MATERIAL SUPPLIED:

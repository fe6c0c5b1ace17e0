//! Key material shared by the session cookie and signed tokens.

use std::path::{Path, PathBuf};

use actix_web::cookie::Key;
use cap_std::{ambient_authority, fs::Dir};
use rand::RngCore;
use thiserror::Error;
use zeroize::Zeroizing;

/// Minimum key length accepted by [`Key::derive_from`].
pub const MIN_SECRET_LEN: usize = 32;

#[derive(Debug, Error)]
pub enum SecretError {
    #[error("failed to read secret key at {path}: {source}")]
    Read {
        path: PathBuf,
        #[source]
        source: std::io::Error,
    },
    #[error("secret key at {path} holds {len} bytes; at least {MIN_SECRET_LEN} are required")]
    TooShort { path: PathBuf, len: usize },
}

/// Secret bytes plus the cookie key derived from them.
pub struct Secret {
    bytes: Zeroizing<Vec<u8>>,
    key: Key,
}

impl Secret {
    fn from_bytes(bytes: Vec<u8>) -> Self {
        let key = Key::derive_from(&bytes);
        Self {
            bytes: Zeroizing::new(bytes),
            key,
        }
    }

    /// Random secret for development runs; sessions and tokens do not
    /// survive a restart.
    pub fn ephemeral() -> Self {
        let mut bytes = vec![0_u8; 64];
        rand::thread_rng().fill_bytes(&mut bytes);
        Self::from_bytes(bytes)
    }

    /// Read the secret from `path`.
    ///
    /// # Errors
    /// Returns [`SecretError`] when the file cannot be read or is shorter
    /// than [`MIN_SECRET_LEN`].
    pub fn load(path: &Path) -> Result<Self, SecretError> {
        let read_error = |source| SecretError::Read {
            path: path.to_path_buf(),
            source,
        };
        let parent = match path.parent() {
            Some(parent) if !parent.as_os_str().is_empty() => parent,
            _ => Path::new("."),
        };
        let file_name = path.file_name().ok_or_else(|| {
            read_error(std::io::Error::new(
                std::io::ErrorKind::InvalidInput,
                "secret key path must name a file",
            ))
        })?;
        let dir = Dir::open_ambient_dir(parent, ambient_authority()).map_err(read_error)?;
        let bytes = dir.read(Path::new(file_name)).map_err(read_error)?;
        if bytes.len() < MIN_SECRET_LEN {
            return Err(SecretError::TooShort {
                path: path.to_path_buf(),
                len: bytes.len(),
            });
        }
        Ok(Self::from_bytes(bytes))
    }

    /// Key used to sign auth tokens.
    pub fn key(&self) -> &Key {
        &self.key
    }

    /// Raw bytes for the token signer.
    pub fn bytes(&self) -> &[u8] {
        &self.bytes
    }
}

WHAT YOU HAVE TO DO:
Among the entries above, locate the lines containing "tokens do not" and "or is shorter", and transcribe exactly those two lines and all lines between.

SOLUTION TO THE PROBLEM:
    /// Random secret for development runs; sessions and tokens do not
    /// survive a restart.
    pub fn ephemeral() -> Self {
        let mut bytes = vec![0_u8; 64];
        rand::thread_rng().fill_bytes(&mut bytes);
        Self::from_bytes(bytes)
    }

    /// Read the secret from `path`.
    ///
    /// # Errors
    /// Returns [`SecretError`] when the file cannot be read or is shorter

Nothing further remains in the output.